● Listed records:

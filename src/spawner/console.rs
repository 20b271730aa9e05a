// src/spawner/console.rs

//! Where the worker's console lives.
//!
//! Giving the worker (and thus every command it runs) a dedicated, visible
//! console window is a platform capability, kept out of the channel
//! protocol. On Windows the worker is created with `CREATE_NEW_CONSOLE`
//! and writes to that window through `CONOUT$`; elsewhere it shares the
//! host terminal.

use std::fmt::Debug;
use std::fs::File;
use std::io::{self, Write};
use std::process::Stdio;
use std::sync::Arc;

use tokio::process::Command;

use crate::exec::OutputTarget;

/// How the worker's stderr handle is wired when it is spawned.
#[derive(Debug, Clone, Copy, PartialEq, Eq)]
pub enum WorkerStderr {
    /// Shares the host's stderr.
    Inherit,
    /// Detached; the worker writes to its own console instead.
    Null,
}

impl From<WorkerStderr> for Stdio {
    fn from(stderr: WorkerStderr) -> Self {
        match stderr {
            WorkerStderr::Inherit => Stdio::inherit(),
            WorkerStderr::Null => Stdio::null(),
        }
    }
}

pub trait ConsoleHost: Send + Sync + Debug {
    /// Adjust the worker's command line before it is spawned.
    fn prepare(&self, command: &mut Command);

    fn worker_stderr(&self) -> WorkerStderr {
        WorkerStderr::Inherit
    }
}

/// Worker shares the host's console.
#[derive(Debug, Clone, Copy, Default)]
pub struct InheritConsole;

impl ConsoleHost for InheritConsole {
    fn prepare(&self, _command: &mut Command) {}
}

/// Worker gets its own console window where the platform supports it.
#[derive(Debug, Clone, Copy, Default)]
pub struct NewConsoleWindow;

#[cfg(windows)]
const CREATE_NEW_CONSOLE: u32 = 0x0000_0010;

impl ConsoleHost for NewConsoleWindow {
    #[cfg(windows)]
    fn prepare(&self, command: &mut Command) {
        command.creation_flags(CREATE_NEW_CONSOLE);
    }

    #[cfg(not(windows))]
    fn prepare(&self, _command: &mut Command) {
        tracing::debug!("separate console windows are only available on Windows; worker shares this terminal");
    }

    // An inherited stderr handle would keep pointing at the host terminal
    // and leave the new window empty.
    #[cfg(windows)]
    fn worker_stderr(&self) -> WorkerStderr {
        WorkerStderr::Null
    }
}

/// The worker's side of the console: where its status lines and its
/// children's output are written.
#[derive(Debug)]
pub enum WorkerConsole {
    Stderr,
    Window(File),
}

impl WorkerConsole {
    /// Open the console this worker was started with.
    ///
    /// Falls back to stderr when there is no console device to open.
    pub fn attach() -> Self {
        #[cfg(windows)]
        {
            match std::fs::OpenOptions::new()
                .read(true)
                .write(true)
                .open("CONOUT$")
            {
                Ok(file) => return WorkerConsole::Window(file),
                Err(e) => tracing::debug!(error = %e, "no console device; worker writes to stderr"),
            }
        }

        WorkerConsole::Stderr
    }

    pub fn output_target(&self) -> io::Result<OutputTarget> {
        match self {
            WorkerConsole::Stderr => Ok(OutputTarget::Stderr),
            WorkerConsole::Window(file) => Ok(OutputTarget::File(Arc::new(file.try_clone()?))),
        }
    }

    pub fn log(&self) -> io::Result<Box<dyn Write>> {
        match self {
            WorkerConsole::Stderr => Ok(Box::new(io::stderr())),
            WorkerConsole::Window(file) => Ok(Box::new(file.try_clone()?)),
        }
    }
}

#[cfg(test)]
mod tests {
    use std::io::{Read, Seek};

    use super::*;

    #[test]
    fn shared_console_keeps_worker_stderr() {
        assert_eq!(InheritConsole.worker_stderr(), WorkerStderr::Inherit);
    }

    #[cfg(windows)]
    #[test]
    fn new_window_detaches_worker_stderr() {
        assert_eq!(NewConsoleWindow.worker_stderr(), WorkerStderr::Null);
    }

    #[cfg(not(windows))]
    #[test]
    fn without_windows_the_worker_stays_on_the_terminal() {
        assert_eq!(NewConsoleWindow.worker_stderr(), WorkerStderr::Inherit);
        assert!(matches!(WorkerConsole::attach(), WorkerConsole::Stderr));
    }

    #[test]
    fn window_console_routes_log_and_children_to_the_same_file() {
        let mut file = tempfile::tempfile().unwrap();
        let console = WorkerConsole::Window(file.try_clone().unwrap());

        assert!(matches!(
            console.output_target().unwrap(),
            OutputTarget::File(_)
        ));
        writeln!(console.log().unwrap(), ":: Idle").unwrap();

        file.rewind().unwrap();
        let mut written = String::new();
        file.read_to_string(&mut written).unwrap();
        assert_eq!(written, ":: Idle\n");
    }
}
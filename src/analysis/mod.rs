// src/analysis/mod.rs

//! Dependency classification.
//!
//! Pure functions only: no IO beyond the resources' own `verify()` calls, no
//! engine state. Both the verify pass and the run pass call [`classify`] and
//! differ only in the set of "already generated" paths they pass in.

pub mod classify;

use std::fmt;

pub use classify::{aggregate, classify, classify_resources};

/// Status of a single input or output.
#[derive(Debug, Clone, Copy, PartialEq, Eq, Hash)]
pub enum ItemStatus {
    /// Input exists now.
    Available,
    /// Input will be produced by an earlier job in this sweep.
    Planned,
    /// Output already exists.
    Done,
    /// Output must be produced.
    Run,
    Error,
}

/// Aggregate verdict for a job.
#[derive(Debug, Clone, Copy, PartialEq, Eq, Hash)]
pub enum JobStatus {
    Done,
    Run,
    Error,
}

/// Why an item got its status, when that is worth telling the user.
#[derive(Debug, Clone, Copy, PartialEq, Eq)]
pub enum Note {
    InputDuplicated,
    InputNotAvailable,
    ResultDuplicated,
    ResultComputed,
}

impl fmt::Display for Note {
    fn fmt(&self, f: &mut fmt::Formatter<'_>) -> fmt::Result {
        let s = match self {
            Note::InputDuplicated => "Input is duplicated.",
            Note::InputNotAvailable => "Input is not available.",
            Note::ResultDuplicated => "Result is duplicated.",
            Note::ResultComputed => "Result already computed.",
        };
        f.write_str(s)
    }
}

#[derive(Debug, Clone, PartialEq, Eq)]
pub struct ItemAnalysis {
    pub path: String,
    pub title: String,
    pub status: ItemStatus,
    pub note: Option<Note>,
}

#[derive(Debug, Clone, PartialEq, Eq)]
pub struct JobAnalysis {
    pub status: JobStatus,
    pub inputs: Vec<ItemAnalysis>,
    pub outputs: Vec<ItemAnalysis>,
}

impl JobAnalysis {
    pub fn input_statuses(&self) -> Vec<ItemStatus> {
        self.inputs.iter().map(|i| i.status).collect()
    }

    pub fn output_statuses(&self) -> Vec<ItemStatus> {
        self.outputs.iter().map(|o| o.status).collect()
    }
}
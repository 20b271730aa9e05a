// src/job/mod.rs

//! Jobs: declared resources plus a deferred body.
//!
//! - [`resource`] defines the `Resource` trait and the generic path resource.
//! - [`record`] holds the immutable job record and its captured invocation.
//! - [`scope`] is the declaration surface a job body talks to.
//! - [`registry`] turns job bodies into records (two-phase registration).

pub mod record;
pub mod registry;
pub mod resource;
pub mod scope;

use thiserror::Error;

use crate::exec::{CommandFailed, ExecError};

pub use record::{Invocation, JobRecord};
pub use registry::{JobDef, Registry, RegistryError};
pub use resource::{PathResource, Resource};
pub use scope::{Commands, JobScope};

/// Ways a job body can fail.
#[derive(Error, Debug)]
pub enum JobError {
    #[error(transparent)]
    Command(#[from] CommandFailed),

    #[error(transparent)]
    Exec(#[from] ExecError),

    #[error(transparent)]
    Other(#[from] anyhow::Error),
}

pub type JobResult = std::result::Result<(), JobError>;
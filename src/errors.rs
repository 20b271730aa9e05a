// src/errors.rs

//! Crate-wide error aliases and helpers.

use thiserror::Error;

use crate::job::RegistryError;

#[derive(Error, Debug)]
pub enum JobqueueError {
    #[error("Configuration error: {0}")]
    ConfigError(String),

    #[error("IO error: {0}")]
    IoError(#[from] std::io::Error),

    #[error("TOML parsing error: {0}")]
    TomlError(#[from] toml::de::Error),

    #[error(transparent)]
    Registry(#[from] RegistryError),

    #[error("Jobs have errors. Aborting. ({0} job(s) failed verification)")]
    JobsHaveErrors(usize),

    #[error("Spawner error: {0}")]
    Spawner(String),

    #[error(transparent)]
    Other(#[from] anyhow::Error),
}

pub use anyhow::Error;
pub type Result<T> = std::result::Result<T, JobqueueError>;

● How to complete this task:
The line containing "body can fail." and all lines after it, through the last line of the data, should be retyped exactly.

● Answer section:
/// Ways a job body can fail.
#[derive(Error, Debug)]
pub enum JobError {
    #[error(transparent)]
    Command(#[from] CommandFailed),

    #[error(transparent)]
    Exec(#[from] ExecError),

    #[error(transparent)]
    Other(#[from] anyhow::Error),
}

pub type JobResult = std::result::Result<(), JobError>;
filename src/errors.rs
repository 20b271730aa9e05a
// src/errors.rs

//! Crate-wide error aliases and helpers.

use thiserror::Error;

use crate::job::RegistryError;

#[derive(Error, Debug)]
pub enum JobqueueError {
    #[error("Configuration error: {0}")]
    ConfigError(String),

    #[error("IO error: {0}")]
    IoError(#[from] std::io::Error),

    #[error("TOML parsing error: {0}")]
    TomlError(#[from] toml::de::Error),

    #[error(transparent)]
    Registry(#[from] RegistryError),

    #[error("Jobs have errors. Aborting. ({0} job(s) failed verification)")]
    JobsHaveErrors(usize),

    #[error("Spawner error: {0}")]
    Spawner(String),

    #[error(transparent)]
    Other(#[from] anyhow::Error),
}

pub use anyhow::Error;
pub type Result<T> = std::result::Result<T, JobqueueError>;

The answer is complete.